By Marty Denzer
Catholic Key Reporter
KANSAS CITY — What is a legacy? According to the Random House Dictionary of the English Language, a legacy is a gift or bequest, or anything handed down from the past, as from an ancestor or predecessor. At Mt. Olivet and Resurrection cemeteries in Kansas City, the Legacy Gardens remind visitors that America’s heritage is being preserved by the men and women who serve in the military, or as first responders, police and firefighters.
The now open Legacy Gardens offer a final resting place for those who have served their country or their community.

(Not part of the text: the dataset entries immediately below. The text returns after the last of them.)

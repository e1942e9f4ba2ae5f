//! Database connection pool management.

use anyhow::{Context, Result};
use sqlx::postgres::{PgPool, PgPoolOptions};

use crate::config::Config;

/// Create a PostgreSQL connection pool.
pub async fn create_pool(config: &Config) -> Result<PgPool> {
    let url = config.require_database_url()?;

    let pool = PgPoolOptions::new()
        .max_connections(config.database_max_connections)
        .connect(url)
        .await
        .context("failed to connect to PostgreSQL")?;

    Ok(pool)
}

/// Apply the catalog schema migrations.
pub async fn run_migrations(pool: &PgPool) -> Result<()> {
    sqlx::migrate!("./migrations")
        .run(pool)
        .await
        .context("failed to run database migrations")?;

    Ok(())
}

/// Check if the database connection is healthy.
pub async fn check_health(pool: &PgPool) -> bool {
    sqlx::query("SELECT 1")
        .execute(pool)
        .await
        .is_ok()
}
//! Folio Catalog Kernel
//!
//! HTTP server and seeding command.

use std::net::SocketAddr;

use anyhow::{Context, Result};
use axum::http::{HeaderValue, Method};
use clap::{Parser, Subcommand};
use tower_http::cors::CorsLayer;
use tracing::{info, warn};
use tracing_subscriber::{EnvFilter, layer::SubscriberExt, util::SubscriberInitExt};

use folio_kernel::config::Config;
use folio_kernel::routes;
use folio_kernel::services::seed;
use folio_kernel::state::AppState;

#[derive(Parser, Debug)]
#[command(author, version, about, long_about = None)]
struct Cli {
    #[command(subcommand)]
    command: Option<Command>,
}

#[derive(Subcommand, Debug)]
enum Command {
    /// Run the HTTP API (default).
    Serve,

    /// Insert the sample authors and books, skipping rows that exist.
    Seed,
}

#[tokio::main]
async fn main() -> Result<()> {
    // Load .env file if present
    dotenvy::dotenv().ok();

    init_tracing();

    let cli = Cli::parse();

    let config = Config::from_env().context("failed to load configuration")?;
    info!(port = config.port, "Configuration loaded");

    let command = cli.command.unwrap_or(Command::Serve);
    if matches!(command, Command::Seed) {
        // An in-memory catalog would be dropped on exit.
        config
            .require_database_url()
            .context("seeding needs a persistent catalog")?;
    }

    let state = AppState::new(&config)
        .await
        .context("failed to initialize application state")?;

    match command {
        Command::Serve => serve(&config, state).await,
        Command::Seed => {
            let report = seed::populate(state.catalog())
                .await
                .context("failed to seed catalog")?;
            info!(
                authors = report.authors_created,
                books = report.books_created,
                "Seeding complete"
            );
            Ok(())
        }
    }
}

async fn serve(config: &Config, state: AppState) -> Result<()> {
    info!("Starting Folio catalog API");

    let cors = build_cors_layer(config);
    let app = routes::app(state).layer(cors);

    let addr = SocketAddr::from(([0, 0, 0, 0], config.port));
    let listener = tokio::net::TcpListener::bind(addr)
        .await
        .context("failed to bind to address")?;

    info!(%addr, "Server listening");

    axum::serve(listener, app).await.context("server error")?;

    Ok(())
}

fn build_cors_layer(config: &Config) -> CorsLayer {
    let methods = [
        Method::GET,
        Method::POST,
        Method::PUT,
        Method::PATCH,
        Method::DELETE,
        Method::OPTIONS,
    ];

    if config.cors_allowed_origins.len() == 1 && config.cors_allowed_origins[0] == "*" {
        CorsLayer::new()
            .allow_origin(tower_http::cors::Any)
            .allow_methods(methods)
            .allow_headers(tower_http::cors::Any)
    } else {
        let origins: Vec<HeaderValue> = config
            .cors_allowed_origins
            .iter()
            .filter_map(|o| match o.parse::<HeaderValue>() {
                Ok(v) => Some(v),
                Err(_) => {
                    warn!(origin = %o, "ignoring unparseable CORS origin");
                    None
                }
            })
            .collect();

        CorsLayer::new()
            .allow_origin(origins)
            .allow_methods(methods)
            .allow_headers(tower_http::cors::Any)
    }
}

fn init_tracing() {
    let filter = EnvFilter::try_from_default_env()
        .unwrap_or_else(|_| EnvFilter::new("info,tower_http=debug,sqlx=warn"));

    tracing_subscriber::registry()
        .with(filter)
        .with(tracing_subscriber::fmt::layer())
        .init();
}
//! Filter sets: per-entity, ordered bundles of matchers.

use std::collections::HashMap;

use super::QueryError;
use super::matcher::{Matcher, MatcherDescriptor, MatcherKind};
use super::params::QueryParams;
use super::schema::{Entity, FieldPath};
use super::types::{Annotation, BOOKS_COUNT, ComposedQuery, Lookup};

/// Builder for a [`FilterSet`].
///
/// Matchers apply in the order they are declared.
#[derive(Debug)]
pub struct FilterSetBuilder {
    entity: Entity,
    descriptors: Vec<MatcherDescriptor>,
}

impl FilterSetBuilder {
    pub fn new(entity: Entity) -> Self {
        Self {
            entity,
            descriptors: Vec::new(),
        }
    }

    /// Single-field comparison.
    pub fn field(self, name: &'static str, path: FieldPath, lookup: Lookup) -> Self {
        self.descriptor(MatcherDescriptor::field(name, path, lookup))
    }

    /// Inclusive range over `path`.
    pub fn range(self, name: &'static str, path: FieldPath) -> Self {
        self.descriptor(MatcherDescriptor {
            name,
            kind: MatcherKind::Range { path },
        })
    }

    /// Comparison against an aggregate annotation.
    pub fn aggregate(self, name: &'static str, annotation: Annotation, lookup: Lookup) -> Self {
        self.descriptor(MatcherDescriptor {
            name,
            kind: MatcherKind::Aggregate { annotation, lookup },
        })
    }

    /// Free-text search across `paths`.
    pub fn search(self, name: &'static str, paths: impl IntoIterator<Item = FieldPath>) -> Self {
        self.descriptor(MatcherDescriptor {
            name,
            kind: MatcherKind::CompositeSearch {
                paths: paths.into_iter().collect(),
            },
        })
    }

    pub fn descriptor(mut self, descriptor: MatcherDescriptor) -> Self {
        self.descriptors.push(descriptor);
        self
    }

    /// Resolve every matcher and index its keys.
    ///
    /// Fails on a duplicate key or any matcher that does not fit the schema.
    pub fn build(self) -> Result<FilterSet, QueryError> {
        let mut keys = HashMap::new();
        let mut matchers = Vec::with_capacity(self.descriptors.len());

        for (index, descriptor) in self.descriptors.iter().enumerate() {
            for key in descriptor.keys() {
                if keys.insert(key.clone(), index).is_some() {
                    return Err(QueryError::config(format!(
                        "duplicate filter key '{key}' on {}",
                        self.entity
                    )));
                }
            }
            matchers.push(descriptor.bind(self.entity)?);
        }

        Ok(FilterSet {
            entity: self.entity,
            descriptors: self.descriptors,
            matchers,
            keys,
        })
    }
}

/// Closed list of recognised parameters for one entity.
#[derive(Debug, Clone)]
pub struct FilterSet {
    entity: Entity,
    descriptors: Vec<MatcherDescriptor>,
    matchers: Vec<Matcher>,
    keys: HashMap<String, usize>,
}

impl FilterSet {
    pub fn builder(entity: Entity) -> FilterSetBuilder {
        FilterSetBuilder::new(entity)
    }

    pub fn entity(&self) -> Entity {
        self.entity
    }

    /// Every recognised parameter key, in declaration order.
    pub fn keys(&self) -> Vec<String> {
        self.descriptors.iter().flat_map(|d| d.keys()).collect()
    }

    /// Descriptor bound to `key`, if any.
    pub fn descriptor_for(&self, key: &str) -> Option<&MatcherDescriptor> {
        self.keys.get(key).map(|&index| &self.descriptors[index])
    }

    /// Fold every active matcher into `query`.
    ///
    /// Unknown keys are ignored. Stops at the first invalid value.
    pub fn apply(
        &self,
        query: ComposedQuery,
        params: &QueryParams,
    ) -> Result<ComposedQuery, QueryError> {
        if query.entity != self.entity {
            return Err(QueryError::config(format!(
                "filter set for {} applied to a {} query",
                self.entity, query.entity
            )));
        }
        self.matchers
            .iter()
            .try_fold(query, |query, matcher| matcher.apply(query, params))
    }
}

/// Filters recognised by the book listing.
pub fn book_filter_set() -> Result<FilterSet, QueryError> {
    let title = || FieldPath::field("title");
    let year = || FieldPath::field("publication_year");
    let author_name = || FieldPath::related("author", "name");

    FilterSet::builder(Entity::Book)
        .field("title", title(), Lookup::Contains)
        .field("title_exact", title(), Lookup::Equal)
        .field("title_startswith", title(), Lookup::StartsWith)
        .field("author__name", author_name(), Lookup::Contains)
        .field("author__name_exact", author_name(), Lookup::Equal)
        .field("author", FieldPath::related("author", "id"), Lookup::Equal)
        .field("publication_year", year(), Lookup::Equal)
        .field("publication_year__gte", year(), Lookup::GreaterOrEqual)
        .field("publication_year__lte", year(), Lookup::LessOrEqual)
        .field("publication_year__gt", year(), Lookup::GreaterThan)
        .field("publication_year__lt", year(), Lookup::LessThan)
        .range("publication_year_range", year())
        .field("id", FieldPath::field("id"), Lookup::Equal)
        .field("id__in", FieldPath::field("id"), Lookup::In)
        .search("search", [title(), author_name()])
        .build()
}

/// Filters recognised by the author listing.
pub fn author_filter_set() -> Result<FilterSet, QueryError> {
    let name = || FieldPath::field("name");

    FilterSet::builder(Entity::Author)
        .field("name", name(), Lookup::Contains)
        .field("name_exact", name(), Lookup::Equal)
        .field("name_startswith", name(), Lookup::StartsWith)
        .aggregate("books_count", BOOKS_COUNT, Lookup::Equal)
        .aggregate("books_count__gte", BOOKS_COUNT, Lookup::GreaterOrEqual)
        .aggregate("books_count__lte", BOOKS_COUNT, Lookup::LessOrEqual)
        .build()
}

#[cfg(test)]
#[allow(clippy::unwrap_used, clippy::expect_used)]
mod tests {
    use super::*;
    use crate::query::types::{Operand, Predicate, Scalar};

    #[test]
    fn builtin_filter_sets_build() {
        let books = book_filter_set().unwrap();
        assert!(books.keys().contains(&"publication_year_range_max".to_string()));
        assert_eq!(books.keys().len(), 17);

        let authors = author_filter_set().unwrap();
        assert_eq!(
            authors.keys(),
            vec![
                "name",
                "name_exact",
                "name_startswith",
                "books_count",
                "books_count__gte",
                "books_count__lte"
            ]
        );
    }

    #[test]
    fn duplicate_key_is_config_error() {
        let err = FilterSet::builder(Entity::Book)
            .field("title", FieldPath::field("title"), Lookup::Contains)
            .field("title", FieldPath::field("title"), Lookup::Equal)
            .build()
            .unwrap_err();
        assert!(err.to_string().contains("duplicate filter key 'title'"));
    }

    #[test]
    fn range_suffix_collision_is_config_error() {
        let err = FilterSet::builder(Entity::Book)
            .field(
                "year_min",
                FieldPath::field("publication_year"),
                Lookup::GreaterOrEqual,
            )
            .range("year", FieldPath::field("publication_year"))
            .build()
            .unwrap_err();
        assert!(matches!(err, QueryError::Config(_)));
    }

    #[test]
    fn unknown_relation_in_aggregate_is_config_error() {
        let reviews = Annotation {
            name: "reviews_count",
            relation: "reviews",
            aggregate: crate::query::types::Aggregate::Count,
        };
        let err = FilterSet::builder(Entity::Author)
            .aggregate("reviews", reviews, Lookup::Equal)
            .build()
            .unwrap_err();
        assert!(matches!(err, QueryError::Config(_)));
    }

    #[test]
    fn unknown_keys_are_ignored() {
        let books = book_filter_set().unwrap();
        let params = QueryParams::new()
            .with("format", "json")
            .with("page", "2")
            .with("title", "emma");
        let query = books
            .apply(ComposedQuery::new(Entity::Book), &params)
            .unwrap();
        assert_eq!(query.conditions.len(), 1);
    }

    #[test]
    fn matchers_fold_in_declaration_order() {
        let books = book_filter_set().unwrap();
        let params = QueryParams::new()
            .with("id__in", "1,2")
            .with("title", "a")
            .with("publication_year__gte", "1900");
        let query = books
            .apply(ComposedQuery::new(Entity::Book), &params)
            .unwrap();

        let lookups: Vec<_> = query
            .conditions
            .iter()
            .map(|p| match p {
                Predicate::Compare { lookup, .. } => *lookup,
                Predicate::In { .. } => Lookup::In,
                _ => panic!("unexpected predicate"),
            })
            .collect();
        assert_eq!(
            lookups,
            vec![Lookup::Contains, Lookup::GreaterOrEqual, Lookup::In]
        );
    }

    #[test]
    fn invalid_value_names_parameter() {
        let books = book_filter_set().unwrap();
        let params = QueryParams::new().with("author", "orwell");
        let err = books
            .apply(ComposedQuery::new(Entity::Book), &params)
            .unwrap_err();
        assert!(matches!(err, QueryError::Validation { ref param, .. } if param == "author"));
    }

    #[test]
    fn author_filter_compares_against_count() {
        let authors = author_filter_set().unwrap();
        let params = QueryParams::new().with("books_count__gte", "2");
        let query = authors
            .apply(ComposedQuery::new(Entity::Author), &params)
            .unwrap();
        assert_eq!(
            query.conditions,
            vec![Predicate::compare(
                Operand::Annotation(BOOKS_COUNT),
                Lookup::GreaterOrEqual,
                Scalar::Int(2),
            )]
        );
        assert!(query.has_annotation("books_count"));
    }

    #[test]
    fn descriptor_lookup_by_key() {
        let books = book_filter_set().unwrap();
        let descriptor = books.descriptor_for("publication_year_range_min").unwrap();
        assert_eq!(descriptor.name, "publication_year_range");
        assert!(books.descriptor_for("isbn").is_none());
    }

    #[test]
    fn wrong_entity_is_rejected() {
        let authors = author_filter_set().unwrap();
        assert!(
            authors
                .apply(ComposedQuery::new(Entity::Book), &QueryParams::new())
                .is_err()
        );
    }
}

Dedicated November 11, 2011 — Veteran’s Day — the Legacy Garden project was launched earlier that year by Steve Pierce of Muehlebach Funeral Home, Charlie Passantino of Passantino Brothers Funeral Home, now managing partners of Catholic Cemeteries, sales consultant Jim McGilley III, Tripp Johnson of Johnson Granite Supply and the Catholic Cemeteries staffs. Resurrection Cemetery on NE Cookingham Drive and Mt. Olivet Cemetery on Blue Ridge Blvd., were selected because of the availability of land needed for the undertaking.

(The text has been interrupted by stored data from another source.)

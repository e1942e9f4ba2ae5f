//! Health check endpoint.
//!
//! Returns 200 OK if the catalog store is reachable,
//! 503 Service Unavailable otherwise.

use axum::extract::State;
use axum::http::StatusCode;
use axum::routing::get;
use axum::{Json, Router};
use serde::Serialize;

use crate::state::AppState;

/// Health check response.
#[derive(Serialize)]
struct HealthResponse {
    status: &'static str,
    catalog: bool,
}

/// Health check handler.
async fn health_check(State(state): State<AppState>) -> (StatusCode, Json<HealthResponse>) {
    let catalog = state.catalog_healthy().await;

    let (status, status_code) = if catalog {
        ("healthy", StatusCode::OK)
    } else {
        ("unhealthy", StatusCode::SERVICE_UNAVAILABLE)
    };

    (status_code, Json(HealthResponse { status, catalog }))
}

/// Create the health check router.
pub fn router() -> Router<AppState> {
    Router::new().route("/health", get(health_check))
}
//! Aggregation reporter: cross-entity statistics.
//!
//! Every call composes its own queries and reads current store state; no
//! results are cached between calls.

use serde::Serialize;
use tracing::debug;

use crate::catalog::{CatalogStore, StoreResult};
use crate::models::{BookRecord, BookSummary, YearBucket};
use crate::query::{
    BOOKS_COUNT, ComposedQuery, Entity, FieldPath, FilterSet, LATEST_BOOK_YEAR, Lookup, Operand,
    OrderClause, QueryError, QueryParams,
};

/// Rows in each summary table.
const TOP_N: u64 = 5;

/// Search results returned when no `limit` is given.
pub const DEFAULT_SEARCH_LIMIT: u64 = 20;

/// Upper bound on `limit`.
pub const MAX_SEARCH_LIMIT: u64 = 100;

/// Global catalog statistics.
#[derive(Debug, Clone, Serialize)]
pub struct CatalogSummary {
    pub total_books: u64,
    pub total_authors: u64,
    pub books_by_year: Vec<YearBucket>,
    pub top_authors: Vec<AuthorStat>,
    pub recent_books: Vec<BookRecord>,
}

/// An author with its book count.
#[derive(Debug, Clone, PartialEq, Eq, Serialize)]
pub struct AuthorStat {
    pub id: i64,
    pub name: String,
    pub book_count: i64,
}

/// One row of the author analytics report.
#[derive(Debug, Clone, PartialEq, Eq, Serialize)]
pub struct AuthorAnalytics {
    pub id: i64,
    pub name: String,
    pub book_count: i64,
    pub latest_book_year: Option<i32>,
    pub books: Vec<BookSummary>,
}

/// Sort keys accepted by [`Reporter::author_analytics`].
#[derive(Debug, Clone, Copy, PartialEq, Eq)]
enum AnalyticsSort {
    Name,
    BookCount,
    LatestBook,
}

impl AnalyticsSort {
    fn parse(raw: Option<&str>) -> Result<Self, QueryError> {
        match raw.map(str::trim) {
            None | Some("") | Some("name") => Ok(Self::Name),
            Some("book_count") => Ok(Self::BookCount),
            Some("latest_book") => Ok(Self::LatestBook),
            Some(other) => Err(QueryError::validation(
                "sort_by",
                format!("expected one of name, book_count, latest_book; got '{other}'"),
            )),
        }
    }
}

/// Computes the statistics endpoints.
#[derive(Debug, Clone)]
pub struct Reporter {
    search_filters: FilterSet,
    analytics_filters: FilterSet,
}

impl Reporter {
    pub fn new() -> Result<Self, QueryError> {
        let search_filters = FilterSet::builder(Entity::Book)
            .search(
                "term",
                [FieldPath::field("title"), FieldPath::related("author", "name")],
            )
            .field(
                "year_min",
                FieldPath::field("publication_year"),
                Lookup::GreaterOrEqual,
            )
            .field(
                "year_max",
                FieldPath::field("publication_year"),
                Lookup::LessOrEqual,
            )
            .field("author_id", FieldPath::related("author", "id"), Lookup::Equal)
            .build()?;

        let analytics_filters = FilterSet::builder(Entity::Author)
            .aggregate("min_books", BOOKS_COUNT, Lookup::GreaterOrEqual)
            .build()?;

        Ok(Self {
            search_filters,
            analytics_filters,
        })
    }

    /// Totals plus the top-5 tables.
    pub async fn summary(&self, store: &dyn CatalogStore) -> StoreResult<CatalogSummary> {
        let total_books = store.count(&ComposedQuery::new(Entity::Book)).await?;
        let total_authors = store.count(&ComposedQuery::new(Entity::Author)).await?;
        let books_by_year = store.year_buckets(TOP_N).await?;

        let mut top = ComposedQuery::new(Entity::Author);
        top.ensure_annotation(BOOKS_COUNT);
        top.order_by(OrderClause::desc(Operand::Annotation(BOOKS_COUNT)));
        top.order_by(OrderClause::asc(column(Entity::Author, "name")?));
        top.order_by(OrderClause::asc(column(Entity::Author, "id")?));
        let top_authors = store
            .fetch_authors(&top.with_limit(TOP_N))
            .await?
            .into_iter()
            .map(|record| AuthorStat {
                id: record.author.id,
                name: record.author.name,
                book_count: record.books_count.unwrap_or_default(),
            })
            .collect();

        let mut recent = ComposedQuery::new(Entity::Book);
        recent.select_related("author");
        recent.order_by(OrderClause::desc(column(Entity::Book, "publication_year")?));
        recent.order_by(OrderClause::asc(column(Entity::Book, "id")?));
        let recent_books = store.fetch_books(&recent.with_limit(TOP_N)).await?;

        Ok(CatalogSummary {
            total_books,
            total_authors,
            books_by_year,
            top_authors,
            recent_books,
        })
    }

    /// Books matching `term`, year bounds and author, newest first.
    pub async fn search(
        &self,
        store: &dyn CatalogStore,
        params: &QueryParams,
    ) -> StoreResult<Vec<BookRecord>> {
        let limit = search_limit(params.get("limit"))?;

        let mut query = self
            .search_filters
            .apply(ComposedQuery::new(Entity::Book), params)?;
        query.select_related("author");
        query.order_by(OrderClause::desc(column(Entity::Book, "publication_year")?));
        query.order_by(OrderClause::asc(column(Entity::Book, "id")?));
        debug!(conditions = query.conditions.len(), limit, "reporter search");

        store.fetch_books(&query.with_limit(limit)).await
    }

    /// Authors with at least `min_books` books, with nested summaries.
    pub async fn author_analytics(
        &self,
        store: &dyn CatalogStore,
        params: &QueryParams,
    ) -> StoreResult<Vec<AuthorAnalytics>> {
        let sort = AnalyticsSort::parse(params.get("sort_by"))?;
        let min_books = params
            .get("min_books")
            .map(str::trim)
            .filter(|v| !v.is_empty())
            .unwrap_or("1");
        let threshold = QueryParams::new().with("min_books", min_books);

        let mut query = self
            .analytics_filters
            .apply(ComposedQuery::new(Entity::Author), &threshold)?;
        query.ensure_annotation(BOOKS_COUNT);
        query.ensure_annotation(LATEST_BOOK_YEAR);
        match sort {
            AnalyticsSort::Name => {}
            AnalyticsSort::BookCount => {
                query.order_by(OrderClause::desc(Operand::Annotation(BOOKS_COUNT)));
            }
            AnalyticsSort::LatestBook => {
                query.order_by(OrderClause::desc(Operand::Annotation(LATEST_BOOK_YEAR)).nulls_last());
            }
        }
        query.order_by(OrderClause::asc(column(Entity::Author, "name")?));
        query.order_by(OrderClause::asc(column(Entity::Author, "id")?));
        query.prefetch_related("books");
        debug!(sort = ?sort, "author analytics");

        Ok(store
            .fetch_authors(&query)
            .await?
            .into_iter()
            .map(|record| AuthorAnalytics {
                id: record.author.id,
                name: record.author.name,
                book_count: record.books_count.unwrap_or_default(),
                latest_book_year: record.latest_book_year,
                books: record.books,
            })
            .collect())
    }
}

fn column(entity: Entity, field: &'static str) -> Result<Operand, QueryError> {
    Ok(Operand::Column(FieldPath::field(field).resolve(entity)?))
}

fn search_limit(raw: Option<&str>) -> Result<u64, QueryError> {
    let Some(raw) = raw.map(str::trim).filter(|r| !r.is_empty()) else {
        return Ok(DEFAULT_SEARCH_LIMIT);
    };
    match raw.parse::<u64>() {
        Ok(limit) if limit >= 1 => Ok(limit.min(MAX_SEARCH_LIMIT)),
        _ => Err(QueryError::validation(
            "limit",
            format!("expected a positive integer, got '{raw}'"),
        )),
    }
}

Veterans of all branches of the military as well as all First Responders, who have provided for both the safety of the United States and of local communities, now have their own special place of rest.
Permanent memorials are available, allowing families to dedicate a granite bench or flag in honor of a loved one who has died but will always be remembered. As of now, four benches, designed to accommodate cremains, are on site at the Veterans Memorial Garden and at the First Responders Memorial Gardens at both cemeteries. The Legacy Gardens incorporate above-ground burials in a mausoleum or columbarium, as well as in-ground burials in graves suitable for both cremains and casketed remains.
The Legacy Garden at Resurrection Cemetery is located near the exit onto Cookingham Road, where it can be seen by all who enter and exit the cemetery. The Legacy Garden at Mt. Olivet is located near the southwest side of the cemetery between the St. Therese and Sacred Heart gardens. Steve Pierce commented that the location allowed the First Responders and Veterans Memorials to be visible from everywhere in Mt. Olivet. Being able to see it from all across the cemetery “also memorializes those veterans and first responders buried in other parts of the cemetery,” he said.
Former director of Catholic Cemeteries Joe Harris explained what goes into the design and opening of a modern cemetery. Most modern cemeteries are about 60 acres of platted grounds, he said. A modern cemetery means any cemetery designed or opened after 1948, including Mt. Olivet.
With older cemeteries — St. Mary’s Cemetery, founded in 1873 in Kansas City, and Mt. Olivet Cemetery founded in 1893 in St. Joseph — serving as guides, the planning and developing of a cemetery has come a long way.
From their inception, the Legacy Memorial Gardens at Mt. Olivet and Resurrection cemeteries in Kansas City incorporate centuries of cemetery design, aided by modern survey and architectural science, artists, vendors, and good old-fashioned manual labor.
Very early in the project, Charlie Passantino and Steve Pierce partnered with Catholic Cemeteries to discover what families want with respect to personal burial decisions. They then partnered with Johnson Granite Supply, a local granite design and supply company, as to the type of feature to distinguish the Legacy Garden from other gardens, which in turn led to a veterans’ focus group who shared ideas of what they would like to see in the new garden. Catholic Cemeteries’ grounds staff and area nursery experts determined the species of trees to plant and where to plant them. Lastly, they met with a landscape architect, a surveyor and an engineer who drew up plans to show what the gardens would look like.
The trees were planted at the time of the garden surveys and given a unique grave location, which was then taken out of inventory so that no one would be able to purchase that location in the future. When each tree was planted, two to four graves were assigned to it and taken out of inventory so each tree would have adequate room to grow without encroaching on anyone’s grave, or damaged if a grave is dug near them in the future. This is done with the assistance of nursery professionals.
The Veteran’s and the First Responder’s Memorials were also removed from inventory before any sales were made to ensure that enough space for concrete walkways and the Memorial symbolizing the garden’s significance. One gravesite will be a permanent dedicated site for future flag disposal ceremonies, in which worn-out or damaged U.S. flags are respectfully retired and destroyed by fire, as called for in the United States Flag Code.
The Legacy Gardens are peaceful places of trees and plantings for the last resting place for veterans and first responders.